··· Extracted records ···

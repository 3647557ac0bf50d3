use std::collections::BTreeMap;

use serde::Serialize;

use crate::shot_zone::ShotZone;
use crate::shots::ShotAttempt;
use crate::types::BoxScoreStats;

// Free throws that end a possession, relative to one field-goal attempt.
const TS_FREE_THROW_WEIGHT: f64 = 0.44;

pub fn field_goal_pct(fgm: u32, fga: u32) -> Option<f64> {
    ratio(f64::from(fgm), f64::from(fga))
}

/// (FGM + 0.5 * FG3M) / FGA
pub fn effective_fg_pct(fgm: u32, fg3m: u32, fga: u32) -> Option<f64> {
    ratio(f64::from(fgm) + 0.5 * f64::from(fg3m), f64::from(fga))
}

/// PTS / (2 * (FGA + 0.44 * FTA))
pub fn true_shooting_pct(pts: u32, fga: u32, fta: u32) -> Option<f64> {
    ratio(
        f64::from(pts),
        2.0 * (f64::from(fga) + TS_FREE_THROW_WEIGHT * f64::from(fta)),
    )
}

fn ratio(num: f64, den: f64) -> Option<f64> {
    if den <= 0.0 { None } else { Some(num / den) }
}

#[derive(Debug, Clone, Copy, Default, PartialEq, Serialize)]
pub struct ShootingLine {
    pub attempts: u32,
    pub makes: u32,
    pub points: u32,
}

impl ShootingLine {
    pub fn pct(&self) -> Option<f64> {
        field_goal_pct(self.makes, self.attempts)
    }

    fn add(&mut self, made: bool, points: u32) {
        self.attempts += 1;
        if made {
            self.makes += 1;
        }
        self.points += points;
    }
}

#[derive(Debug, Clone, Default, PartialEq, Serialize)]
pub struct EfficiencySummary {
    pub fgm: u32,
    pub fga: u32,
    pub fg3m: u32,
    pub fta: u32,
    pub pts: u32,
    pub fg_pct: Option<f64>,
    pub efg_pct: Option<f64>,
    pub ts_pct: Option<f64>,
}

impl EfficiencySummary {
    pub fn from_box_score(stats: &BoxScoreStats) -> Self {
        Self::from_counts(stats.fgm, stats.fga, stats.fg3m, stats.fta, stats.pts)
    }

    fn from_counts(fgm: u32, fga: u32, fg3m: u32, fta: u32, pts: u32) -> Self {
        Self {
            fgm,
            fga,
            fg3m,
            fta,
            pts,
            fg_pct: field_goal_pct(fgm, fga),
            efg_pct: effective_fg_pct(fgm, fg3m, fga),
            ts_pct: true_shooting_pct(pts, fga, fta),
        }
    }
}

#[derive(Debug, Clone, Default, PartialEq, Serialize)]
pub struct ShotZoneSplits {
    pub zones: BTreeMap<ShotZone, ShootingLine>,
}

impl ShotZoneSplits {
    pub fn from_shots<'a>(shots: impl IntoIterator<Item = &'a ShotAttempt>) -> Self {
        let mut out = Self::default();
        for shot in shots {
            out.zones
                .entry(shot.shot_zone)
                .or_default()
                .add(!shot.miss, u32::from(shot.point_value));
        }
        out
    }

    pub fn from_box_score(stats: &BoxScoreStats) -> Self {
        let mut zones = BTreeMap::new();
        let two_makes = stats.fgm.saturating_sub(stats.fg3m);
        zones.insert(
            ShotZone::GenericTwoPoint,
            ShootingLine {
                attempts: stats.fga.saturating_sub(stats.fg3a),
                makes: two_makes,
                points: two_makes * 2,
            },
        );
        zones.insert(
            ShotZone::ThreePoint,
            ShootingLine {
                attempts: stats.fg3a,
                makes: stats.fg3m,
                points: stats.fg3m * 3,
            },
        );
        zones.insert(
            ShotZone::FreeThrow,
            ShootingLine {
                attempts: stats.fta,
                makes: stats.ftm,
                points: stats.ftm,
            },
        );
        Self { zones }
    }

    pub fn line(&self, zone: ShotZone) -> ShootingLine {
        self.zones.get(&zone).copied().unwrap_or_default()
    }

    pub fn efficiency(&self) -> EfficiencySummary {
        let mut fgm = 0;
        let mut fga = 0;
        let mut fg3m = 0;
        let mut fta = 0;
        let mut pts = 0;
        for (zone, line) in &self.zones {
            pts += line.points;
            if zone.is_field_goal() {
                fgm += line.makes;
                fga += line.attempts;
            } else {
                fta += line.attempts;
            }
            if *zone == ShotZone::ThreePoint {
                fg3m += line.makes;
            }
        }
        EfficiencySummary::from_counts(fgm, fga, fg3m, fta, pts)
    }
}

pub fn splits_by_player<'a>(
    shots: impl IntoIterator<Item = &'a ShotAttempt>,
) -> BTreeMap<String, ShotZoneSplits> {
    let mut grouped: BTreeMap<String, Vec<&ShotAttempt>> = BTreeMap::new();
    for shot in shots {
        grouped.entry(shot.player_id.clone()).or_default().push(shot);
    }
    grouped
        .into_iter()
        .map(|(player, shots)| (player, ShotZoneSplits::from_shots(shots)))
        .collect()
}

···

#### [What is required]
Exactly as they appear, please write out the lines from the opening of the listing above down to the line containing "FG3M) / FGA", with both end lines included.

#### [Answer space]
repository 3647557ac0bf50d3
use std::collections::BTreeMap;

use serde::Serialize;

use crate::shot_zone::ShotZone;
use crate::shots::ShotAttempt;
use crate::types::BoxScoreStats;

// Free throws that end a possession, relative to one field-goal attempt.
const TS_FREE_THROW_WEIGHT: f64 = 0.44;

pub fn field_goal_pct(fgm: u32, fga: u32) -> Option<f64> {
    ratio(f64::from(fgm), f64::from(fga))
}

/// (FGM + 0.5 * FG3M) / FGA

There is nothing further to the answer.